Information given:
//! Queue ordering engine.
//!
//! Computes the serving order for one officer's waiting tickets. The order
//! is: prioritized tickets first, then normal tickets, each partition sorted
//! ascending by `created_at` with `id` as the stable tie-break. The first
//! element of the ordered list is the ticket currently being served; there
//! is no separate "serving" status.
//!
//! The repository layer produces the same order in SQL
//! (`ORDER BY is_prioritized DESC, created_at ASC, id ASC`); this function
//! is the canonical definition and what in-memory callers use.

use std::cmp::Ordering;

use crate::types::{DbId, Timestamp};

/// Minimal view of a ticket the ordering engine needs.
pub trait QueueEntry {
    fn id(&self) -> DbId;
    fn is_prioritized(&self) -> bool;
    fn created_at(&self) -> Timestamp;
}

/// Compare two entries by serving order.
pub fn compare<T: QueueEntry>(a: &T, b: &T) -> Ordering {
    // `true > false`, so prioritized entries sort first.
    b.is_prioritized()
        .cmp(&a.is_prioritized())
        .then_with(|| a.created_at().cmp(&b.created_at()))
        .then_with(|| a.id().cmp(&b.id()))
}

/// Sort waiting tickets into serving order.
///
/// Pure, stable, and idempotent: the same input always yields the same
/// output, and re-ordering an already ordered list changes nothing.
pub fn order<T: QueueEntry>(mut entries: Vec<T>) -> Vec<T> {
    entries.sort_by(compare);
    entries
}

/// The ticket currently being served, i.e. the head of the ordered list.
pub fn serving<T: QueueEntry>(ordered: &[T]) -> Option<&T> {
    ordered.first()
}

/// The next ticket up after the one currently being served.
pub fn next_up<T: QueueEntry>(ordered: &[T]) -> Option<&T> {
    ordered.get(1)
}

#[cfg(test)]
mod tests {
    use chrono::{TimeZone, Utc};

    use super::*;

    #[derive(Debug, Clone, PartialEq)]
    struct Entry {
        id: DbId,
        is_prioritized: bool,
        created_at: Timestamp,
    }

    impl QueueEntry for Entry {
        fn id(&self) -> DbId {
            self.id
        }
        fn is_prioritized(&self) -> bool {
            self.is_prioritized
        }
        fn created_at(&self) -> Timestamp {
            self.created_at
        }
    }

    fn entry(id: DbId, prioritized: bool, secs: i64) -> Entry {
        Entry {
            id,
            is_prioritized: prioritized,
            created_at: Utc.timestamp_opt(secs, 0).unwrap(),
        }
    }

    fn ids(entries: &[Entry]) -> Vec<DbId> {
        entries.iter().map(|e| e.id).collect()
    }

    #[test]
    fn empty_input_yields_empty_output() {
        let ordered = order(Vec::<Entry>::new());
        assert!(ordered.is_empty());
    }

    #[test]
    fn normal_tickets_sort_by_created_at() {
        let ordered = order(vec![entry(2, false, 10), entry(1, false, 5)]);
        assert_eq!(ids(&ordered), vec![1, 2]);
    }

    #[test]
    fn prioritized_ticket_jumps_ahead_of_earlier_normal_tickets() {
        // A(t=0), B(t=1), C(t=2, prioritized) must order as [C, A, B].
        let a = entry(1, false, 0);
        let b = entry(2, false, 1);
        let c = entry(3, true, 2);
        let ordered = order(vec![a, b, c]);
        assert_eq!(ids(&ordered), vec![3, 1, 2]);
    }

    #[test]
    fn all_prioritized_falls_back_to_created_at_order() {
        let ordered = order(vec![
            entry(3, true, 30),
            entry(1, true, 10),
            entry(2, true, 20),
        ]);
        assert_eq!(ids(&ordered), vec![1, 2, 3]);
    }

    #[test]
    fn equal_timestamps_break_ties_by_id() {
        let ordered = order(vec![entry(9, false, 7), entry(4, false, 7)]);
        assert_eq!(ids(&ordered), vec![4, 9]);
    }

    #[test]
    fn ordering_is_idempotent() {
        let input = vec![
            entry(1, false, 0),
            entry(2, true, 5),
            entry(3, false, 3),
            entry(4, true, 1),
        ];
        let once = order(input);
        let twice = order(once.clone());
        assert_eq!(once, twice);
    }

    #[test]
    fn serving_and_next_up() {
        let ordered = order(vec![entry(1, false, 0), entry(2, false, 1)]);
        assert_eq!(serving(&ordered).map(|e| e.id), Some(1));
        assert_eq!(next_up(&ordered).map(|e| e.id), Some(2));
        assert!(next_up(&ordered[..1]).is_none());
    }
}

Assigned task: Write out all of the records above exactly as they appear.

Answer section:
//! Queue ordering engine.
//!
//! Computes the serving order for one officer's waiting tickets. The order
//! is: prioritized tickets first, then normal tickets, each partition sorted
//! ascending by `created_at` with `id` as the stable tie-break. The first
//! element of the ordered list is the ticket currently being served; there
//! is no separate "serving" status.
//!
//! The repository layer produces the same order in SQL
//! (`ORDER BY is_prioritized DESC, created_at ASC, id ASC`); this function
//! is the canonical definition and what in-memory callers use.

use std::cmp::Ordering;

use crate::types::{DbId, Timestamp};

/// Minimal view of a ticket the ordering engine needs.
pub trait QueueEntry {
    fn id(&self) -> DbId;
    fn is_prioritized(&self) -> bool;
    fn created_at(&self) -> Timestamp;
}

/// Compare two entries by serving order.
pub fn compare<T: QueueEntry>(a: &T, b: &T) -> Ordering {
    // `true > false`, so prioritized entries sort first.
    b.is_prioritized()
        .cmp(&a.is_prioritized())
        .then_with(|| a.created_at().cmp(&b.created_at()))
        .then_with(|| a.id().cmp(&b.id()))
}

/// Sort waiting tickets into serving order.
///
/// Pure, stable, and idempotent: the same input always yields the same
/// output, and re-ordering an already ordered list changes nothing.
pub fn order<T: QueueEntry>(mut entries: Vec<T>) -> Vec<T> {
    entries.sort_by(compare);
    entries
}

/// The ticket currently being served, i.e. the head of the ordered list.
pub fn serving<T: QueueEntry>(ordered: &[T]) -> Option<&T> {
    ordered.first()
}

/// The next ticket up after the one currently being served.
pub fn next_up<T: QueueEntry>(ordered: &[T]) -> Option<&T> {
    ordered.get(1)
}

#[cfg(test)]
mod tests {
    use chrono::{TimeZone, Utc};

    use super::*;

    #[derive(Debug, Clone, PartialEq)]
    struct Entry {
        id: DbId,
        is_prioritized: bool,
        created_at: Timestamp,
    }

    impl QueueEntry for Entry {
        fn id(&self) -> DbId {
            self.id
        }
        fn is_prioritized(&self) -> bool {
            self.is_prioritized
        }
        fn created_at(&self) -> Timestamp {
            self.created_at
        }
    }

    fn entry(id: DbId, prioritized: bool, secs: i64) -> Entry {
        Entry {
            id,
            is_prioritized: prioritized,
            created_at: Utc.timestamp_opt(secs, 0).unwrap(),
        }
    }

    fn ids(entries: &[Entry]) -> Vec<DbId> {
        entries.iter().map(|e| e.id).collect()
    }

    #[test]
    fn empty_input_yields_empty_output() {
        let ordered = order(Vec::<Entry>::new());
        assert!(ordered.is_empty());
    }

    #[test]
    fn normal_tickets_sort_by_created_at() {
        let ordered = order(vec![entry(2, false, 10), entry(1, false, 5)]);
        assert_eq!(ids(&ordered), vec![1, 2]);
    }

    #[test]
    fn prioritized_ticket_jumps_ahead_of_earlier_normal_tickets() {
        // A(t=0), B(t=1), C(t=2, prioritized) must order as [C, A, B].
        let a = entry(1, false, 0);
        let b = entry(2, false, 1);
        let c = entry(3, true, 2);
        let ordered = order(vec![a, b, c]);
        assert_eq!(ids(&ordered), vec![3, 1, 2]);
    }

    #[test]
    fn all_prioritized_falls_back_to_created_at_order() {
        let ordered = order(vec![
            entry(3, true, 30),
            entry(1, true, 10),
            entry(2, true, 20),
        ]);
        assert_eq!(ids(&ordered), vec![1, 2, 3]);
    }

    #[test]
    fn equal_timestamps_break_ties_by_id() {
        let ordered = order(vec![entry(9, false, 7), entry(4, false, 7)]);
        assert_eq!(ids(&ordered), vec![4, 9]);
    }

    #[test]
    fn ordering_is_idempotent() {
        let input = vec![
            entry(1, false, 0),
            entry(2, true, 5),
            entry(3, false, 3),
            entry(4, true, 1),
        ];
        let once = order(input);
        let twice = order(once.clone());
        assert_eq!(once, twice);
    }

    #[test]
    fn serving_and_next_up() {
        let ordered = order(vec![entry(1, false, 0), entry(2, false, 1)]);
        assert_eq!(serving(&ordered).map(|e| e.id), Some(1));
        assert_eq!(next_up(&ordered).map(|e| e.id), Some(2));
        assert!(next_up(&ordered[..1]).is_none());
    }
}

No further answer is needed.